-- Information supplied follows --

//! The `tleap init` command.

use anyhow::Result;

pub fn execute() -> Result<()> {
    if std::path::Path::new("tleap.toml").exists() {
        println!("tleap.toml already exists, skipping.");
        return Ok(());
    }

    std::fs::write("tleap.toml", SAMPLE_CONFIG)?;
    println!("Created tleap.toml");

    println!("\nNext steps:");
    println!("  1. Start a local model: ollama serve && ollama pull llama3");
    println!("  2. Run: tleap generate --class 10 --subject Mathematics --topic Fractions");
    println!("  3. Run: tleap log --student-id Student001 --score 8 --total 10 --mode practice --difficulty medium");

    Ok(())
}

const SAMPLE_CONFIG: &str = r#"# tleap configuration

default_provider = "ollama"
default_model = "llama3"
temperature = 0.8
max_tokens = 800
history_path = "question_history.json"
analysis_path = "analysis.csv"

[providers.ollama]
type = "ollama"
base_url = "http://localhost:11434"

# Hosted alternative: Groq's OpenAI-compatible endpoint.
# [providers.groq]
# type = "openai"
# api_key = "${GROQ_API_KEY}"
# base_url = "https://api.groq.com/openai"
"#;
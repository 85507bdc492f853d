//! The `tleap log` command.

use anyhow::{Context, Result};

use tleap_core::{AnalysisRecord, Difficulty, Mode};

use super::{open_analysis, GlobalArgs};

pub fn execute(
    global: &GlobalArgs,
    student_id: String,
    score: u32,
    total: u32,
    mode: Mode,
    difficulty: Difficulty,
) -> Result<()> {
    anyhow::ensure!(!student_id.trim().is_empty(), "student-id must not be empty");

    let config = global.load_config()?;
    let log = open_analysis(&config);
    log.append(&AnalysisRecord::new(student_id, score, total, mode, difficulty))
        .context("failed to save analysis")?;

    println!("Analysis saved to {}", log.path().display());
    Ok(())
}
//! Prompt construction for question generation.

use crate::model::QuestionRequest;

/// System prompt sent alongside every question generation request.
pub const DEFAULT_SYSTEM_PROMPT: &str = "You are a strict quiz generator for school students. Write one question or answer per line. Do not add greetings or commentary.";

/// Build the user prompt for a question request.
///
/// Every field of the request is interpolated into a fixed template that asks
/// for `count` questions with answers and no repeats.
pub fn build_prompt(request: &QuestionRequest) -> String {
    format!(
        "Generate {count} {qtype} questions in {language} for class {class} students.\n\
         Subject: {subject}\n\
         Topic: {topic}\n\
         Difficulty: {difficulty}\n\
         Provide correct answers clearly. Avoid repeating previous questions.",
        count = request.count,
        qtype = request.question_type,
        language = request.language,
        class = request.class_level,
        subject = request.subject,
        topic = request.topic,
        difficulty = request.difficulty,
    )
}
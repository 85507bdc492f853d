pub mod demo;
pub mod generate;
pub mod history;
pub mod init;
pub mod list_models;
pub mod log;
pub mod summary;

use std::path::PathBuf;
use std::sync::Arc;

use anyhow::{Context, Result};
use clap::Args;

use tleap_core::{AnalysisLog, QuestionGenerator, QuestionHistory};
use tleap_providers::config::load_config_from;
use tleap_providers::{create_provider, TleapConfig};

/// Options shared by every subcommand.
#[derive(Args)]
pub struct GlobalArgs {
    /// Config file path
    #[arg(long, global = true)]
    pub config: Option<PathBuf>,

    /// Question history file (overrides history_path)
    #[arg(long, global = true)]
    pub history: Option<PathBuf>,

    /// Analysis CSV file (overrides analysis_path)
    #[arg(long, global = true)]
    pub analysis: Option<PathBuf>,
}

impl GlobalArgs {
    /// Load the config and apply path overrides from the command line.
    pub fn load_config(&self) -> Result<TleapConfig> {
        let mut config = load_config_from(self.config.as_deref())?;
        if let Some(path) = &self.history {
            config.history_path = path.clone();
        }
        if let Some(path) = &self.analysis {
            config.analysis_path = path.clone();
        }
        Ok(config)
    }
}

/// Per-invocation model settings that override the config.
#[derive(Debug, Default)]
pub struct ModelOverrides {
    pub provider: Option<String>,
    pub model: Option<String>,
    pub temperature: Option<f64>,
    pub max_tokens: Option<u32>,
}

pub fn open_history(config: &TleapConfig) -> Result<QuestionHistory> {
    QuestionHistory::load(&config.history_path).context("failed to open question history")
}

pub fn open_analysis(config: &TleapConfig) -> AnalysisLog {
    AnalysisLog::new(&config.analysis_path)
}

/// Build a generator for the configured (or overridden) provider and model.
pub fn build_generator(
    config: &TleapConfig,
    overrides: &ModelOverrides,
) -> Result<QuestionGenerator> {
    let provider_name = overrides
        .provider
        .as_deref()
        .unwrap_or(&config.default_provider);

    let Some(provider_config) = config.providers.get(provider_name) else {
        anyhow::bail!(
            "provider '{}' not found in config. Available: {:?}",
            provider_name,
            config.providers.keys().collect::<Vec<_>>()
        );
    };
    let provider = create_provider(provider_name, provider_config)?;

    let mut generator_config = config.generator_config();
    if let Some(model) = &overrides.model {
        generator_config.model = model.clone();
    }
    if let Some(temperature) = overrides.temperature {
        anyhow::ensure!(
            (0.0..=2.0).contains(&temperature),
            "temperature must be between 0.0 and 2.0"
        );
        generator_config.temperature = temperature;
    }
    if let Some(max_tokens) = overrides.max_tokens {
        anyhow::ensure!(max_tokens >= 1, "max-tokens must be at least 1");
        generator_config.max_tokens = max_tokens;
    }

    tracing::debug!(
        provider = provider_name,
        model = %generator_config.model,
        "using model provider"
    );
    Ok(QuestionGenerator::new(Arc::from(provider), generator_config))
}
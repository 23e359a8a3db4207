//! SQLite persistence layer for the club and race catalog.
//!
//! Provides schema creation, CRUD operations, the paginated catalog query
//! engine, location search, and repository traits backed by SQLite (via
//! rusqlite with bundled feature).

pub mod location;
pub mod operations;
pub mod queries;
pub mod repository;
pub mod schema;

pub use location::{location_search, SearchKind};
pub use operations::{
    delete_club, delete_race, insert_city, insert_club, insert_race, seed_from_catalog,
    update_club, update_race, update_user, upsert_state, upsert_user, OperationError, SeedStats,
    WritableEntity,
};
pub use queries::{
    all_states, all_users, catalog_stats, cities_for_state, city_by_zip, get_user, CatalogEntity,
    CatalogStats,
};
pub use repository::{
    CatalogRepository, ClubRepository, LocationService, RaceRepository, SqliteCatalog,
    SqliteLocations,
};
pub use schema::{open_database, open_memory, SchemaError};
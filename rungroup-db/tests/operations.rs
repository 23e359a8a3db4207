use chrono::NaiveDate;
use rungroup_catalog::types::*;
use rungroup_catalog::SeedData;
use rungroup_db::queries::get;
use rungroup_db::*;

fn test_address(city: &str, state: &str) -> Address {
    Address {
        street: Some("123 Main St".to_string()),
        city: city.to_string(),
        state: state.to_string(),
        zip_code: Some(12345),
    }
}

fn test_club(title: &str) -> NewClub {
    NewClub {
        title: title.to_string(),
        description: "Description".to_string(),
        image: Some("image.jpg".to_string()),
        category: ClubCategory::City,
        app_user_id: None,
        address: test_address("Charlotte", "NC"),
    }
}

fn test_race(title: &str) -> NewRace {
    NewRace {
        title: title.to_string(),
        description: "Test Description".to_string(),
        image: None,
        category: RaceCategory::Marathon,
        start_time: NaiveDate::from_ymd_opt(2023, 5, 1).and_then(|d| d.and_hms_opt(8, 0, 0)),
        entry_fee: Some(50),
        website: Some("https://raceone.com".to_string()),
        twitter: Some("@raceone".to_string()),
        facebook: None,
        contact: Some("contact@raceone.com".to_string()),
        app_user_id: None,
        address: test_address("NYC", "NY"),
    }
}

fn address_count(conn: &rusqlite::Connection) -> i64 {
    conn.query_row("SELECT COUNT(*) FROM addresses", [], |row| row.get(0))
        .unwrap()
}

#[test]
fn insert_and_get_club() {
    let conn = open_memory().unwrap();
    let id = insert_club(&conn, &test_club("Test Club")).unwrap();

    let club: Club = get(&conn, id).unwrap().unwrap();
    assert_eq!(club.id, id);
    assert_eq!(club.title, "Test Club");
    assert_eq!(club.category, ClubCategory::City);
    assert_eq!(club.address.city, "Charlotte");
    assert_eq!(club.address.zip_code, Some(12345));
}

#[test]
fn ids_ascend_with_insertion() {
    let conn = open_memory().unwrap();
    let a = insert_club(&conn, &test_club("A")).unwrap();
    let b = insert_club(&conn, &test_club("B")).unwrap();
    delete_club(&conn, b).unwrap();
    let c = insert_club(&conn, &test_club("C")).unwrap();
    assert!(a < b);
    assert!(b < c, "ids are never reused");
}

#[test]
fn get_missing_club_is_none() {
    let conn = open_memory().unwrap();
    let club: Option<Club> = get(&conn, 99).unwrap();
    assert!(club.is_none());
}

#[test]
fn update_club_and_address() {
    let conn = open_memory().unwrap();
    let id = insert_club(&conn, &test_club("Old")).unwrap();
    let mut club: Club = get(&conn, id).unwrap().unwrap();
    club.title = "Updated Title".to_string();
    club.category = ClubCategory::Trail;
    club.address.city = "Raleigh".to_string();

    update_club(&conn, &club).unwrap();

    let stored: Club = get(&conn, id).unwrap().unwrap();
    assert_eq!(stored.title, "Updated Title");
    assert_eq!(stored.category, ClubCategory::Trail);
    assert_eq!(stored.address.city, "Raleigh");
    assert_eq!(address_count(&conn), 1);
}

#[test]
fn update_missing_club_is_not_found() {
    let conn = open_memory().unwrap();
    let club = Club::from_new(42, test_club("Ghost"));
    let result = update_club(&conn, &club);
    assert!(matches!(result, Err(OperationError::NotFound { .. })));
}

#[test]
fn delete_club_removes_its_address() {
    let conn = open_memory().unwrap();
    let keep = insert_club(&conn, &test_club("Keep")).unwrap();
    let gone = insert_club(&conn, &test_club("Gone")).unwrap();
    assert_eq!(address_count(&conn), 2);

    delete_club(&conn, gone).unwrap();

    assert!(get::<Club>(&conn, gone).unwrap().is_none());
    assert!(get::<Club>(&conn, keep).unwrap().is_some());
    assert_eq!(address_count(&conn), 1);
}

#[test]
fn delete_missing_club_is_not_found() {
    let conn = open_memory().unwrap();
    let result = delete_club(&conn, 7);
    assert!(matches!(result, Err(OperationError::NotFound { .. })));
}

#[test]
fn insert_and_get_race() {
    let conn = open_memory().unwrap();
    let id = insert_race(&conn, &test_race("Race1")).unwrap();

    let race: Race = get(&conn, id).unwrap().unwrap();
    assert_eq!(race.title, "Race1");
    assert_eq!(race.category, RaceCategory::Marathon);
    assert_eq!(race.entry_fee, Some(50));
    assert_eq!(race.twitter.as_deref(), Some("@raceone"));
    assert_eq!(
        race.start_time.map(|t| t.to_string()),
        Some("2023-05-01 08:00:00".to_string())
    );
    assert_eq!(race.address.state, "NY");
}

#[test]
fn update_and_delete_race() {
    let conn = open_memory().unwrap();
    let id = insert_race(&conn, &test_race("Old")).unwrap();
    let mut race: Race = get(&conn, id).unwrap().unwrap();
    race.title = "New".to_string();
    race.category = RaceCategory::HalfMarathon;
    update_race(&conn, &race).unwrap();

    let stored: Race = get(&conn, id).unwrap().unwrap();
    assert_eq!(stored.title, "New");
    assert_eq!(stored.category, RaceCategory::HalfMarathon);

    delete_race(&conn, id).unwrap();
    assert!(get::<Race>(&conn, id).unwrap().is_none());
    assert_eq!(address_count(&conn), 0);
}

#[test]
fn unknown_creator_violates_foreign_key() {
    let conn = open_memory().unwrap();
    let mut club = test_club("Orphan");
    club.app_user_id = Some("nobody".to_string());

    let result = insert_club(&conn, &club);
    assert!(matches!(result, Err(OperationError::Sqlite(_))));
    // The address insert rolled back with the club
    assert_eq!(address_count(&conn), 0);
}

#[test]
fn upsert_and_update_user() {
    let conn = open_memory().unwrap();
    let mut user = AppUser {
        id: "user1".to_string(),
        pace: Some(10),
        ..Default::default()
    };
    upsert_user(&conn, &user).unwrap();

    user.pace = Some(8);
    update_user(&conn, &user).unwrap();

    let stored = get_user(&conn, "user1").unwrap().unwrap();
    assert_eq!(stored.pace, Some(8));
}

#[test]
fn update_missing_user_is_not_found() {
    let conn = open_memory().unwrap();
    let user = AppUser {
        id: "ghost".to_string(),
        ..Default::default()
    };
    assert!(matches!(
        update_user(&conn, &user),
        Err(OperationError::NotFound { .. })
    ));
}

#[test]
fn upsert_state_is_idempotent() {
    let conn = open_memory().unwrap();
    let state = State {
        id: 0,
        state_name: "North Carolina".to_string(),
        state_code: "NC".to_string(),
    };
    upsert_state(&conn, &state).unwrap();
    upsert_state(&conn, &state).unwrap();
    assert_eq!(all_states(&conn).unwrap().len(), 1);
}

#[test]
fn seed_inserts_everything() {
    let conn = open_memory().unwrap();
    let mut club = test_club("Seeded");
    club.app_user_id = Some("user1".to_string());
    let seed = SeedData {
        states: vec![State {
            id: 0,
            state_name: "North Carolina".to_string(),
            state_code: "NC".to_string(),
        }],
        cities: vec![City {
            id: 0,
            city_name: "Charlotte".to_string(),
            state_code: "NC".to_string(),
            zip: 28202,
            latitude: 35.22,
            longitude: -80.84,
            county: "Mecklenburg".to_string(),
        }],
        users: vec![AppUser {
            id: "user1".to_string(),
            ..Default::default()
        }],
        clubs: vec![club],
        races: vec![test_race("Seeded Race")],
    };

    let stats = seed_from_catalog(&conn, &seed).unwrap();
    assert_eq!(stats.states, 1);
    assert_eq!(stats.cities, 1);
    assert_eq!(stats.users, 1);
    assert_eq!(stats.clubs, 1);
    assert_eq!(stats.races, 1);

    let totals = catalog_stats(&conn).unwrap();
    assert_eq!(totals.clubs, 1);
    assert_eq!(totals.races, 1);
    assert_eq!(totals.cities, 1);
}

#[test]
fn failed_seed_leaves_store_untouched() {
    let conn = open_memory().unwrap();
    let mut club = test_club("Bad");
    club.app_user_id = Some("missing".to_string());
    let seed = SeedData {
        clubs: vec![test_club("Good"), club],
        ..Default::default()
    };

    assert!(seed_from_catalog(&conn, &seed).is_err());
    assert_eq!(catalog_stats(&conn).unwrap().clubs, 0);
}
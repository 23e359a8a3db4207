use rungroup_db::open_memory;
use rungroup_db::schema::{create_schema, get_schema_version, migrate, CURRENT_VERSION};

#[test]
fn create_schema_in_memory() {
    let conn = open_memory().unwrap();
    assert_eq!(get_schema_version(&conn).unwrap(), CURRENT_VERSION);
}

#[test]
fn schema_is_idempotent() {
    let conn = open_memory().unwrap();
    // Creating again should not error
    create_schema(&conn).unwrap();
}

#[test]
fn foreign_keys_enabled() {
    let conn = open_memory().unwrap();
    let fk: i32 = conn
        .query_row("PRAGMA foreign_keys", [], |row| row.get(0))
        .unwrap();
    assert_eq!(fk, 1);
}

#[test]
fn all_tables_exist() {
    let conn = open_memory().unwrap();
    let tables = [
        "schema_version",
        "states",
        "cities",
        "users",
        "addresses",
        "clubs",
        "races",
    ];
    for table in tables {
        let exists: bool = conn
            .query_row(
                "SELECT EXISTS(SELECT 1 FROM sqlite_master WHERE type='table' AND name=?1)",
                [table],
                |row| row.get(0),
            )
            .unwrap();
        assert!(exists, "table {table} should exist");
    }
}

#[test]
fn migrate_rejects_future_version() {
    let conn = open_memory().unwrap();
    assert!(migrate(&conn, CURRENT_VERSION + 1).is_err());
}

#[test]
fn open_database_on_disk_twice() {
    let tmp = tempfile::TempDir::new().unwrap();
    let path = tmp.path().join("catalog.db");
    {
        let conn = rungroup_db::open_database(&path).unwrap();
        assert_eq!(get_schema_version(&conn).unwrap(), CURRENT_VERSION);
    }
    let conn = rungroup_db::open_database(&path).unwrap();
    assert_eq!(get_schema_version(&conn).unwrap(), CURRENT_VERSION);
}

-- Information supplied concluded --

▸ Problem: The output must consist solely of the lines from the first line of the records through the line containing "2. Run: tleap", reproduced exactly.

▸ Task answer:
//! The `tleap init` command.

use anyhow::Result;

pub fn execute() -> Result<()> {
    if std::path::Path::new("tleap.toml").exists() {
        println!("tleap.toml already exists, skipping.");
        return Ok(());
    }

    std::fs::write("tleap.toml", SAMPLE_CONFIG)?;
    println!("Created tleap.toml");

    println!("\nNext steps:");
    println!("  1. Start a local model: ollama serve && ollama pull llama3");
    println!("  2. Run: tleap generate --class 10 --subject Mathematics --topic Fractions");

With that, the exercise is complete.